- **EXERCISE DATA**
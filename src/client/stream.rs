//! The per-stream engine.
//!
//! A [`Stream`] is the client's handle on one playback, record, or upload
//! channel. It owns the lifecycle state machine, the credit accounting for
//! playback data, the local queue for record data, and the timing model that
//! turns asynchronous latency snapshots into an accurate "where is playback
//! right now" estimate.
//!
//! All of it runs cooperatively on one event loop: methods return
//! immediately, completions arrive through reply callbacks, and callbacks
//! never run concurrently with each other.

use std::cell::RefCell;
use std::ffi::{CStr, CString};
use std::rc::Rc;
use std::time::{Duration, SystemTime};

use crate::protocol::{
    BufferAttr, ChannelMap, ChannelVolume, Command, CorkStreamParams, LatencyParams,
    PlaybackStreamParams, Prop, Props, PropsUpdateMode, ProtocolError, PulseError,
    RecordStreamParams, RemovePropsParams, SampleSpec, SeekMode, SetPlaybackStreamBufferAttrParams,
    SetPlaybackStreamBufferAttrReply, SetRecordStreamBufferAttrParams,
    SetRecordStreamBufferAttrReply, SetStreamNameParams, StreamDirection, StreamFlags,
    TagStructReader, UpdatePropsParams, UpdateSampleRateParams, RATE_MAX,
};

use super::context::Context;
use super::mainloop::TimerHandle;
use super::memblock::{MemBlock, MemChunk};
use super::memblockq::MemBlockQ;
use super::operation::{Operation, SuccessCallback};
use super::smoother::{
    Smoother, SMOOTHER_ADJUST_TIME, SMOOTHER_HISTORY_TIME, SMOOTHER_MIN_HISTORY,
};
use super::transport::{reply_handler, ReplyOwner, Tag, DEFAULT_REPLY_TIMEOUT};
use super::{Error, Result};

/// The interval of the automatic timing refresh timer.
const AUTO_TIMING_INTERVAL_USEC: u64 = 333_000;

/// The number of latency queries that may be outstanding at once.
pub const MAX_WRITE_INDEX_CORRECTIONS: usize = 10;

/// The lifecycle state of a stream.
#[derive(Debug, Clone, Copy, PartialEq, Eq)]
pub enum StreamState {
    /// The stream is not yet connected to a channel.
    Unconnected,
    /// A create command has been sent and the reply is pending.
    Creating,
    /// The stream is live: data and control operations are accepted.
    Ready,
    /// The stream failed, either at creation or later (e.g. killed by the
    /// server).
    Failed,
    /// The stream was cleanly disconnected.
    Terminated,
}

impl StreamState {
    /// Returns true for the states a stream can never leave.
    pub fn is_terminal(self) -> bool {
        matches!(self, StreamState::Failed | StreamState::Terminated)
    }
}

/// A timing snapshot, assembled from the server's latency replies and
/// corrected for local activity that the server has not seen yet.
#[derive(Debug, Clone, Copy, PartialEq, Eq)]
pub struct TimingInfo {
    /// The reference moment the snapshot describes.
    pub timestamp: SystemTime,

    /// Whether the client's and server's wall clocks agreed well enough for
    /// direct comparison when the snapshot was taken.
    pub synchronized_clocks: bool,

    /// Device-side buffer latency of the sink, in microseconds.
    pub sink_usec: u64,

    /// Device-side buffer latency of the source, in microseconds.
    pub source_usec: u64,

    /// Estimated one-way transport delay at snapshot time, in microseconds.
    pub transport_usec: u64,

    /// Whether the stream was playing (or capturing) at snapshot time.
    pub playing: bool,

    /// The byte position writes go to, server-authoritative but corrected
    /// for writes and seeks issued since the query.
    pub write_index: i64,

    /// Set when `write_index` cannot currently be trusted.
    pub write_index_corrupt: bool,

    /// The byte position of the sample currently leaving the buffer.
    pub read_index: i64,

    /// Set when `read_index` cannot currently be trusted.
    pub read_index_corrupt: bool,

    /// The sink latency configured for the stream, in microseconds.
    /// Protocol version 13 and newer.
    pub configured_sink_usec: u64,

    /// The source latency configured for the stream, in microseconds.
    /// Protocol version 13 and newer.
    pub configured_source_usec: u64,

    /// Bytes played since the last underrun, or the length of the current
    /// underrun. Protocol version 13 and newer.
    pub since_underrun: u64,
}

impl Default for TimingInfo {
    fn default() -> Self {
        Self {
            timestamp: SystemTime::UNIX_EPOCH,
            synchronized_clocks: false,
            sink_usec: 0,
            source_usec: 0,
            transport_usec: 0,
            playing: false,
            write_index: 0,
            write_index_corrupt: false,
            read_index: 0,
            read_index_corrupt: false,
            configured_sink_usec: 0,
            configured_source_usec: 0,
            since_underrun: 0,
        }
    }
}

/// One slot of the write-index correction ring. Each outstanding latency
/// query owns a slot that accumulates the writes and seeks issued while the
/// query is in flight.
#[derive(Debug, Default, Clone, Copy)]
struct WriteIndexCorrection {
    valid: bool,
    tag: Tag,
    value: i64,
    absolute: bool,
    corrupt: bool,
}

/// A callback reporting a state change or server event.
pub type NotifyCallback = Box<dyn FnMut(&Stream)>;

/// A callback reporting that data can be written or read, with the byte
/// count.
pub type RequestCallback = Box<dyn FnMut(&Stream, usize)>;

#[derive(Default)]
struct Callbacks {
    state: Option<NotifyCallback>,
    write: Option<RequestCallback>,
    read: Option<RequestCallback>,
    overflow: Option<NotifyCallback>,
    underflow: Option<NotifyCallback>,
    latency_update: Option<NotifyCallback>,
    moved: Option<NotifyCallback>,
    suspended: Option<NotifyCallback>,
    started: Option<NotifyCallback>,
}

struct StreamInner {
    id: u64,
    context: Option<Context>,

    state: StreamState,
    direction: StreamDirection,
    flags: StreamFlags,

    sample_spec: SampleSpec,
    channel_map: ChannelMap,
    props: Props,
    direct_on_input: Option<u32>,

    channel: u32,
    channel_valid: bool,
    stream_index: Option<u32>,
    sync_id: u32,

    buffer_attr: BufferAttr,
    requested_bytes: usize,

    device_index: Option<u32>,
    device_name: Option<CString>,
    suspended: bool,
    corked: bool,

    record_queue: Option<MemBlockQ>,
    peek_chunk: Option<MemChunk>,

    timing_info: TimingInfo,
    timing_info_valid: bool,
    previous_time: u64,

    read_index_not_before: Tag,
    write_index_not_before: Tag,
    write_index_corrections: [WriteIndexCorrection; MAX_WRITE_INDEX_CORRECTIONS],
    current_write_index_correction: usize,

    auto_timing_event: Option<TimerHandle>,
    auto_timing_requested: bool,

    smoother: Option<Smoother>,

    callbacks: Callbacks,
}

/// A handle on one audio stream. Cheap to clone; all clones refer to the
/// same stream.
#[derive(Clone)]
pub struct Stream {
    inner: Rc<RefCell<StreamInner>>,
}

impl std::fmt::Debug for Stream {
    fn fmt(&self, f: &mut std::fmt::Formatter<'_>) -> std::fmt::Result {
        let inner = self.inner.borrow();
        f.debug_struct("Stream")
            .field("state", &inner.state)
            .field("direction", &inner.direction)
            .field("channel", &inner.channel)
            .finish()
    }
}

/// Validates a condition, recording the matching error code on the context
/// and bailing out when it does not hold.
macro_rules! check {
    ($ctx:expr, $cond:expr, $err:expr) => {
        if !($cond) {
            let err = $err;
            $ctx.set_error(err.code());
            return Err(err);
        }
    };
}

enum WriteData<'a> {
    Borrowed(&'a [u8]),
    Owned(Vec<u8>),
}

impl WriteData<'_> {
    fn as_slice(&self) -> &[u8] {
        match self {
            WriteData::Borrowed(data) => data,
            WriteData::Owned(data) => data,
        }
    }
}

- **WHAT YOU SHOULD DO**
Scan the lines above for the word "usize". Return each one that has it.

- **WRITTEN ANSWER**
pub const MAX_WRITE_INDEX_CORRECTIONS: usize = 10;
pub type RequestCallback = Box<dyn FnMut(&Stream, usize)>;
    requested_bytes: usize,
    current_write_index_correction: usize,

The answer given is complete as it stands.